**EXERCISE PROMPT**
Some entries follow. Reproduce exactly the lines starting at the one with "filename crates/batchmail/src/storage/token_store.rs" and stopping after the one with "#[derive(Clone, PartialEq, Eq, Serialize, Deserialize)]".

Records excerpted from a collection
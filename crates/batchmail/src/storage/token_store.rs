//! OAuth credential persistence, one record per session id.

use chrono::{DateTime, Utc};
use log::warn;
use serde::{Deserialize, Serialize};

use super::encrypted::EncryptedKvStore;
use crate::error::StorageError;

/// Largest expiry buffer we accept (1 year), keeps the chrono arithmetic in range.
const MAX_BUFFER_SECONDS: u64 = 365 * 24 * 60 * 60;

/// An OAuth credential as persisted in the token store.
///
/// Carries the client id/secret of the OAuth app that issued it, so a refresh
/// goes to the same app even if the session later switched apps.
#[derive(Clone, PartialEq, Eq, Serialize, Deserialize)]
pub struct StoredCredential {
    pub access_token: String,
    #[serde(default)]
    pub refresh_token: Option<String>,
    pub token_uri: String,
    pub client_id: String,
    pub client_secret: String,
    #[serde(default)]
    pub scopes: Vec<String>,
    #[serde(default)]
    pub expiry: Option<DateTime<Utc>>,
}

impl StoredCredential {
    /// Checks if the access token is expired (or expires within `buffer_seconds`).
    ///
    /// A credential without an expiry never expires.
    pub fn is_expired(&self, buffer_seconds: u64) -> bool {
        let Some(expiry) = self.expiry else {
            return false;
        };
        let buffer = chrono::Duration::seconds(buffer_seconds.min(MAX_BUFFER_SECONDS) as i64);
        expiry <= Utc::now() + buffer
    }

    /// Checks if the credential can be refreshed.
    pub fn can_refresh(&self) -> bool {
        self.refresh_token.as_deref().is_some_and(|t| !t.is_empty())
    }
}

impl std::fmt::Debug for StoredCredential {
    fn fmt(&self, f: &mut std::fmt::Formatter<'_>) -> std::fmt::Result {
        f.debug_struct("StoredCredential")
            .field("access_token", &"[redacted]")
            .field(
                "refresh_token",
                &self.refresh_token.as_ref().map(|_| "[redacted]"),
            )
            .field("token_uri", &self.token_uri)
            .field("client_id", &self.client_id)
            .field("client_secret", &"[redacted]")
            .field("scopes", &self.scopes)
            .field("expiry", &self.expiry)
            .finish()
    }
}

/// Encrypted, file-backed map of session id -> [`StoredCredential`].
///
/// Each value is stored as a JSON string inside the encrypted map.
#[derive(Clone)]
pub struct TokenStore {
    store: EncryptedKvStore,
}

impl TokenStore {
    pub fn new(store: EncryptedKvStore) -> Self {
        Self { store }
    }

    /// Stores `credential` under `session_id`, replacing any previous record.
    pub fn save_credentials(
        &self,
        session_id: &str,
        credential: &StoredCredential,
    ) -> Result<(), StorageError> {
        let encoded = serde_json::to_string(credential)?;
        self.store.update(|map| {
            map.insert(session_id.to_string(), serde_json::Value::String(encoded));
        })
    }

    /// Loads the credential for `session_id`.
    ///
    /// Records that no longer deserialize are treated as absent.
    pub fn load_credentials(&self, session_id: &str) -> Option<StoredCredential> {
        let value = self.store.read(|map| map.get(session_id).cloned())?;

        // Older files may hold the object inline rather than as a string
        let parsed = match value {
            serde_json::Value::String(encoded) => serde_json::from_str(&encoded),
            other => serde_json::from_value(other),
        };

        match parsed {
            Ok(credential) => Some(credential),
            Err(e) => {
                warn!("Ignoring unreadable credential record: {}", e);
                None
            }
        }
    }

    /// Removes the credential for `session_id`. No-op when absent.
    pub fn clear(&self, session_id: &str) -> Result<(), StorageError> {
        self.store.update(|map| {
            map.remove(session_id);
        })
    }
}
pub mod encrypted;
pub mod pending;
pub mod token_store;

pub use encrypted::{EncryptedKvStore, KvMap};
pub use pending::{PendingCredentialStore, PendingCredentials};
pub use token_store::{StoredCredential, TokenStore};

--

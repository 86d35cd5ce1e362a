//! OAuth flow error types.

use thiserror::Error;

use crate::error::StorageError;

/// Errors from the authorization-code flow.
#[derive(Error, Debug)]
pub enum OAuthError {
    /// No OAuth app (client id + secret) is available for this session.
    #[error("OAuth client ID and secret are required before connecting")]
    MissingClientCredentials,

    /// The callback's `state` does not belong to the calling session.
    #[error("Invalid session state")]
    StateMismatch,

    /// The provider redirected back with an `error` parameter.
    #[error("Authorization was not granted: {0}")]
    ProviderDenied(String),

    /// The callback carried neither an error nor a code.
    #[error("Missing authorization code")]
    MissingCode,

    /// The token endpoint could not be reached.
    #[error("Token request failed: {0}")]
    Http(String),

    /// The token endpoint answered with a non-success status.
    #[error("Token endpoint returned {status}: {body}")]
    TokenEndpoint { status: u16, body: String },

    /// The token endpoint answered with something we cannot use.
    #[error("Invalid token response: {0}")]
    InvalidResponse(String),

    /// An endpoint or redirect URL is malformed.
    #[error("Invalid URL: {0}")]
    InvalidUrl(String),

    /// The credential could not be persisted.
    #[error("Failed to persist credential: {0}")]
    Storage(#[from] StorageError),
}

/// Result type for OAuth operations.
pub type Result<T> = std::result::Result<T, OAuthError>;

**YOUR RESPONSE**
filename crates/batchmail/src/storage/token_store.rs
//! OAuth credential persistence, one record per session id.

use chrono::{DateTime, Utc};
use log::warn;
use serde::{Deserialize, Serialize};

use super::encrypted::EncryptedKvStore;
use crate::error::StorageError;

/// Largest expiry buffer we accept (1 year), keeps the chrono arithmetic in range.
const MAX_BUFFER_SECONDS: u64 = 365 * 24 * 60 * 60;

/// An OAuth credential as persisted in the token store.
///
/// Carries the client id/secret of the OAuth app that issued it, so a refresh
/// goes to the same app even if the session later switched apps.
#[derive(Clone, PartialEq, Eq, Serialize, Deserialize)]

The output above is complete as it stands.